Dies ist eine Abkehr von der Verpflichtung, Schutzsuchenden einen effektiven Zugang zu einer unentgeltlichen rechtlichen Beratung für das Asylverfahren sicherzustellen (EU-Verfahrensrichtlinie) und das Individualrecht auf Asyl abzusichern. Frustration und Unsicherheit der Antragsstellenden werden ansteigen, der Druck auf die behördlichen Strukturen (Einrichtungsleitungen und ihre Dienstleister, Zentrale Ausländerbehörden) und die stark ausgelasteten Beratungsstellen in den Kommunen wird nochmals verstärkt. Darüber hinaus steht diese Entscheidung in Widerspruch zu den erklärten Bemühungen der Landesregierung, den Gewaltschutz in den Landesunterkünften auszubauen.
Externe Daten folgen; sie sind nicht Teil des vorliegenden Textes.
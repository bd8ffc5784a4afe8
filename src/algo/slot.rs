//! Node identity: when two nodes occupy the same slot
//!
//! [`same_slot`] decides whether a patch can update a node in place or must
//! replace it. [`SlotKey`] extends it with an [`Identity`] strategy for
//! matching children across positions.

use compact_str::CompactString;

use crate::attr::{AttrValue, AttrsExt};
use crate::node::{Node, NodeKind};

/// Check if two nodes can be patched into each other.
///
/// Nodes of different kinds never match. Elements additionally need equal
/// tags. Text and fragment nodes match any node of their own kind.
pub fn same_slot(a: &Node, b: &Node) -> bool {
    match (a, b) {
        (Node::Element(x), Node::Element(y)) => x.tag == y.tag,
        _ => a.kind() == b.kind(),
    }
}

// =============================================================================
// Identity
// =============================================================================

/// Strategy for matching old and new children
#[derive(Debug, Clone, Copy, PartialEq, Eq, Hash, Default)]
pub enum Identity {
    /// Match by [`same_slot`] only
    #[default]
    Slot,
    /// Match by slot and equal key attribute (absent matches absent)
    Keyed,
    /// Match elements by slot and equal content fingerprint
    ///
    /// Text nodes still match by slot, so changed text is updated in place.
    Content,
}

// =============================================================================
// SlotKey
// =============================================================================

/// Precomputed identity of a child node under some [`Identity`].
///
/// Two children match exactly when their keys are equal. Computing keys once
/// per child keeps the quadratic matching scan free of hashing.
#[derive(Debug, Clone, PartialEq)]
pub struct SlotKey {
    kind: NodeKind,
    tag: Option<CompactString>,
    key: Option<AttrValue>,
    fingerprint: Option<u64>,
}

impl SlotKey {
    /// Derive the key of `node`
    pub fn of(node: &Node, identity: Identity, key_prop: &str) -> Self {
        let elem = node.as_element();
        let key = match (identity, elem) {
            (Identity::Keyed, Some(e)) => e.props.attrs.get_attr(key_prop).filter(|v| !v.is_null()).cloned(),
            _ => None,
        };
        let fingerprint = match (identity, elem) {
            (Identity::Content, Some(_)) => Some(node.fingerprint()),
            _ => None,
        };

        Self {
            kind: node.kind(),
            tag: elem.map(|e| e.tag.clone()),
            key,
            fingerprint,
        }
    }

    /// Node kind this key was derived from
    pub fn kind(&self) -> NodeKind {
        self.kind
    }
}

#[cfg(test)]
mod tests {
    use proptest::prelude::*;

    use super::*;
    use crate::node::{fragment, h, text};

    fn key(node: impl Into<Node>, identity: Identity) -> SlotKey {
        SlotKey::of(&node.into(), identity, "key")
    }

    #[test]
    fn test_same_slot() {
        let div: Node = h("div").attr("id", "a").into();
        let div2: Node = h("div").child("x").into();
        let span: Node = h("span").into();
        let t1: Node = text("a").into();
        let t2: Node = text("b").into();
        let frag: Node = fragment(["a"]).into();

        assert!(same_slot(&div, &div2));
        assert!(!same_slot(&div, &span));
        assert!(same_slot(&t1, &t2));
        assert!(!same_slot(&t1, &div));
        assert!(same_slot(&frag, &fragment(Vec::<Node>::new()).into()));
        assert!(!same_slot(&frag, &t1));
    }

    #[test]
    fn test_keyed_identity() {
        assert_eq!(key(h("li").with_key("a"), Identity::Keyed), key(h("li").with_key("a"), Identity::Keyed));
        assert_ne!(key(h("li").with_key("a"), Identity::Keyed), key(h("li").with_key("b"), Identity::Keyed));
        assert_ne!(key(h("li").with_key("a"), Identity::Keyed), key(h("li"), Identity::Keyed));
        assert_eq!(key(h("li"), Identity::Keyed), key(h("li"), Identity::Keyed));

        // Same key, different tag
        assert_ne!(key(h("li").with_key("a"), Identity::Keyed), key(h("p").with_key("a"), Identity::Keyed));

        // Keys are ignored by the slot strategy
        assert_eq!(key(h("li").with_key("a"), Identity::Slot), key(h("li").with_key("b"), Identity::Slot));
    }

    #[test]
    fn test_content_identity() {
        let a = || h("li").text("A");
        let b = || h("li").text("B");
        assert_eq!(key(a(), Identity::Content), key(a(), Identity::Content));
        assert_ne!(key(a(), Identity::Content), key(b(), Identity::Content));

        // Text nodes still match by slot
        assert_eq!(key(text("x"), Identity::Content), key(text("y"), Identity::Content));
    }

    fn arb_node() -> impl Strategy<Value = Node> {
        prop_oneof![
            "[ab]".prop_map(|s| Node::from(text(s))),
            (prop::sample::select(vec!["li", "p"]), prop::option::of("[xy]"), "[ab]").prop_map(|(tag, k, t)| {
                let mut e = h(tag).text(t);
                if let Some(k) = k {
                    e = e.with_key(k);
                }
                Node::from(e)
            }),
            Just(Node::from(fragment(["a"]))),
        ]
    }

    fn arb_identity() -> impl Strategy<Value = Identity> {
        prop::sample::select(vec![Identity::Slot, Identity::Keyed, Identity::Content])
    }

    proptest! {
        #[test]
        fn test_oracle_symmetry(a in arb_node(), b in arb_node(), identity in arb_identity()) {
            prop_assert_eq!(same_slot(&a, &b), same_slot(&b, &a));
            prop_assert!(same_slot(&a, &a));

            let ka = SlotKey::of(&a, identity, "key");
            let kb = SlotKey::of(&b, identity, "key");
            prop_assert_eq!(ka == kb, kb == ka);
            prop_assert_eq!(&ka, &SlotKey::of(&a, identity, "key"));

            // Every strategy refines the slot check
            if ka == kb {
                prop_assert!(same_slot(&a, &b));
            }
        }
    }
}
Streichung der Asylverfahrensberatung für unbegleitete minderjährige Flüchtlinge
Im Bereich Flucht/Kinder- und Jugendhilfe streicht das Land die Asylverfahrensberatung für unbegleitete minderjährige Flüchtlinge (AVB umF) an derzeit 15 Standorten mit 20 Berater*innen (14 VZÄ) ein Verlust an langjährigen und gut vernetzten Expert*innen. Junge geflüchtete Menschen verlieren damit eine unabhängige Beratungs- und Vertrauensinstanz. Die Kinder- und Jugendhilfe wird auf Zukunft keine Unterstützung mehr erhalten bei der Abwägung der Schritte im asyl- und aufenthaltsrechtlichen Verfahren ergänzend zum Clearingverfahren der Jugendhilfe. Ebenso entfällt das wichtige Angebot an Multiplikatoren-Schulungen für Vormünder, Träger der Jugendhilfeeinrichtungen und Jugendämter – aktuell und in den vergangenen zwei Jahren intensiv nachgefragt aufgrund von Brückenlösungen und hoher Personalfluktuation. Auch hier verweist das MKJFGFI auf die bundesgeförderte Asylverfahrensberatung, ohne dass hierfür auskömmliche Mittel zu Verfügung stehen.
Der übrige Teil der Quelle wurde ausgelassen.